(Dataset entries)
|---|

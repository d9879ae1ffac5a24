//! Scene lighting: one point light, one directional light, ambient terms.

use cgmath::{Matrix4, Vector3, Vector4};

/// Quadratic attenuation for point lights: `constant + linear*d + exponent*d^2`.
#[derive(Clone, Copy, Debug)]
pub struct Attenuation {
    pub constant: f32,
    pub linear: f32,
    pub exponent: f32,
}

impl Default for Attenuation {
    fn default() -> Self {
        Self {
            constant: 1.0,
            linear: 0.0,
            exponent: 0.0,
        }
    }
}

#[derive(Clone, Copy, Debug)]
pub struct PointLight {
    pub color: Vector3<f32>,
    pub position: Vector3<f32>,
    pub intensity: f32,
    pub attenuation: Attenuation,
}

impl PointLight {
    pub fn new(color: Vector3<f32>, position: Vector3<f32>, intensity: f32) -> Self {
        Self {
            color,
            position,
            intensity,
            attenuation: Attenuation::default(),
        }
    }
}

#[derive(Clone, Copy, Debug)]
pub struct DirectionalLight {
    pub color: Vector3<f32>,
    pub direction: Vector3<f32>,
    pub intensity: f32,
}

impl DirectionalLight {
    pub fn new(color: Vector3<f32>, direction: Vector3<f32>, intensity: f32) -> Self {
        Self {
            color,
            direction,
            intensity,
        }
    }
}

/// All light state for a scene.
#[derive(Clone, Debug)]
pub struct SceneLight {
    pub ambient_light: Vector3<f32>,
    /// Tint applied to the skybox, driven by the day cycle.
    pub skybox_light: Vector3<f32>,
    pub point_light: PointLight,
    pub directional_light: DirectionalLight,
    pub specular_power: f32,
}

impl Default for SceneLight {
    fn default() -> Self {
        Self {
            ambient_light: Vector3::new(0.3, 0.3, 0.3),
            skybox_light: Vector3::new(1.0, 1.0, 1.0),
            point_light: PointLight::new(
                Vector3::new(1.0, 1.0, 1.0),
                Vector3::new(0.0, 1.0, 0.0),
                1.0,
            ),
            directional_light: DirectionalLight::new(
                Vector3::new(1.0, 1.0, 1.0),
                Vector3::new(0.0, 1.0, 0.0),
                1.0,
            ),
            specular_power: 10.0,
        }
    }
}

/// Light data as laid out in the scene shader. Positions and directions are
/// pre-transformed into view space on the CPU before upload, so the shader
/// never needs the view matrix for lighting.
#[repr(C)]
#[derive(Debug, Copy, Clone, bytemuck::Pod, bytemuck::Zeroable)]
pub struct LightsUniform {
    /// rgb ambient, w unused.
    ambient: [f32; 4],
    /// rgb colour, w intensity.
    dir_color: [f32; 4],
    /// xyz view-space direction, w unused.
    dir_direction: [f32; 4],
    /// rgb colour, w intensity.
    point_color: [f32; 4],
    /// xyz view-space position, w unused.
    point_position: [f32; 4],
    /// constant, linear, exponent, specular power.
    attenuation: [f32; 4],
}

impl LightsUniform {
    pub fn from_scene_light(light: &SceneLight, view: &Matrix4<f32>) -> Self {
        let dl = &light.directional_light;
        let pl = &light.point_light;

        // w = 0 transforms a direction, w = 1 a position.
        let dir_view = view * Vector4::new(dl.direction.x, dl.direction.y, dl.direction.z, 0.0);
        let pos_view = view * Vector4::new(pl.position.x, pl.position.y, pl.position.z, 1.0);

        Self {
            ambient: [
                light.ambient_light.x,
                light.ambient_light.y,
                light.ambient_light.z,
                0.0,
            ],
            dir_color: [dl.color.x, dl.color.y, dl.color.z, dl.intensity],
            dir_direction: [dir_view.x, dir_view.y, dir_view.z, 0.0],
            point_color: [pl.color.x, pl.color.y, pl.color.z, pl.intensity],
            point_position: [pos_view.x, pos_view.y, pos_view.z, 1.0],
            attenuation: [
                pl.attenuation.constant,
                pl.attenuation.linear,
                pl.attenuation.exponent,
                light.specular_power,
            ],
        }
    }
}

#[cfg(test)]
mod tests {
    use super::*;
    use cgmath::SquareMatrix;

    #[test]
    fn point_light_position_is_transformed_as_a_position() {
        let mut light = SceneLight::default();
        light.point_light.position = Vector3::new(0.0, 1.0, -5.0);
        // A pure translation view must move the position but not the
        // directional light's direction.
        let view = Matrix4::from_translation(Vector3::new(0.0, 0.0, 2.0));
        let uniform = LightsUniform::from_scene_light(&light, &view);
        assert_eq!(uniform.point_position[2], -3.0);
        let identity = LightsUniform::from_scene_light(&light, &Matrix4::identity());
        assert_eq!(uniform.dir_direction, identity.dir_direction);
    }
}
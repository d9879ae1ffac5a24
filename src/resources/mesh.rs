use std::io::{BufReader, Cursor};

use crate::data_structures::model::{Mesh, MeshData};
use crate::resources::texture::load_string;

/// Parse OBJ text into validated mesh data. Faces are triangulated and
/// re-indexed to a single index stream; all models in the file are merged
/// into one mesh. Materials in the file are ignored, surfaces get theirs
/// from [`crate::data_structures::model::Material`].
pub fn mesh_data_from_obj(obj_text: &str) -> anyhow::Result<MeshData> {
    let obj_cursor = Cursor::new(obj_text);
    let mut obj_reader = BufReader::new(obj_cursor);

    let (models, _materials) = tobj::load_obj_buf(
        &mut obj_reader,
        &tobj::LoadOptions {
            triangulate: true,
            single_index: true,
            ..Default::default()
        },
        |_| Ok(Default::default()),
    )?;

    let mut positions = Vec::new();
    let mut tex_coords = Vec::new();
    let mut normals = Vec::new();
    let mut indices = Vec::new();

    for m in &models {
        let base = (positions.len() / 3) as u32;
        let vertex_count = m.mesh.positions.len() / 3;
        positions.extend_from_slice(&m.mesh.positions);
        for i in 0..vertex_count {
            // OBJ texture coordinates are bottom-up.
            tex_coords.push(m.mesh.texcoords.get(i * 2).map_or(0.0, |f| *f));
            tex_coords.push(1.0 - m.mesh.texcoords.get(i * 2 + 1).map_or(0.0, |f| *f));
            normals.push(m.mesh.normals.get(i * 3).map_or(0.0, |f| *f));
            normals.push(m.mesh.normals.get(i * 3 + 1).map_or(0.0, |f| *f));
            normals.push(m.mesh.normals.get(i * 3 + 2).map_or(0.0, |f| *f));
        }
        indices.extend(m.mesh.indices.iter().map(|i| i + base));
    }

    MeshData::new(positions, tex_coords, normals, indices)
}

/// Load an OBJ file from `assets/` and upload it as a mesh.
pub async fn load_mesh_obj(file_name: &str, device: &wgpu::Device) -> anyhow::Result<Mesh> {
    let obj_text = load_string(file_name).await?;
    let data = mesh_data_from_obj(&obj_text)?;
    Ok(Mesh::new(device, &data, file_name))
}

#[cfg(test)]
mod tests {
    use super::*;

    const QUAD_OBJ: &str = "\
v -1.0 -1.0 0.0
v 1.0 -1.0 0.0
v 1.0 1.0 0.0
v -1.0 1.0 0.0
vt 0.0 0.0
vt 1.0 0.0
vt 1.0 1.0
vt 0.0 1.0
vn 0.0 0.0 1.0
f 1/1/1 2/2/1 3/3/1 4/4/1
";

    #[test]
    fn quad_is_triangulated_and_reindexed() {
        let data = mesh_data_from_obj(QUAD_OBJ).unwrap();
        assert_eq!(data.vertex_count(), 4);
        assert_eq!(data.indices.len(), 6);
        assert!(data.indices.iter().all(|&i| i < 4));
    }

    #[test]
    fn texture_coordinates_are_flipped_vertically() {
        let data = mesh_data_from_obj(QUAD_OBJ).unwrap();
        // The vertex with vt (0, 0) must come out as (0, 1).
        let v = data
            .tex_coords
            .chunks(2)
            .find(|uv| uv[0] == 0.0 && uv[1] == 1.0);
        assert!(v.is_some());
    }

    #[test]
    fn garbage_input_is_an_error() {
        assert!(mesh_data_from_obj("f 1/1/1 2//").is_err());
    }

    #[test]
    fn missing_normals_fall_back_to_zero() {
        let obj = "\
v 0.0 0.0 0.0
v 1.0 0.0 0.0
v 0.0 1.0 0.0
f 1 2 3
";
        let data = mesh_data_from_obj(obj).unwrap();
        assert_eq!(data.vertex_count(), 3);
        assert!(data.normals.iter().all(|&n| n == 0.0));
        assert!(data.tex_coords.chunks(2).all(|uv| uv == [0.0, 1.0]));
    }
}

|---|

Above are the entries. Copy exactly the part that opens with the line containing "let obj_cursor = Cursor::new(obj_text);" and closes with the line containing "tex_coords.push(m.mesh.texcoords.get(i * 2).map_or(0.0, |f|", and no more.

    let obj_cursor = Cursor::new(obj_text);
    let mut obj_reader = BufReader::new(obj_cursor);

    let (models, _materials) = tobj::load_obj_buf(
        &mut obj_reader,
        &tobj::LoadOptions {
            triangulate: true,
            single_index: true,
            ..Default::default()
        },
        |_| Ok(Default::default()),
    )?;

    let mut positions = Vec::new();
    let mut tex_coords = Vec::new();
    let mut normals = Vec::new();
    let mut indices = Vec::new();

    for m in &models {
        let base = (positions.len() / 3) as u32;
        let vertex_count = m.mesh.positions.len() / 3;
        positions.extend_from_slice(&m.mesh.positions);
        for i in 0..vertex_count {
            // OBJ texture coordinates are bottom-up.
            tex_coords.push(m.mesh.texcoords.get(i * 2).map_or(0.0, |f| *f));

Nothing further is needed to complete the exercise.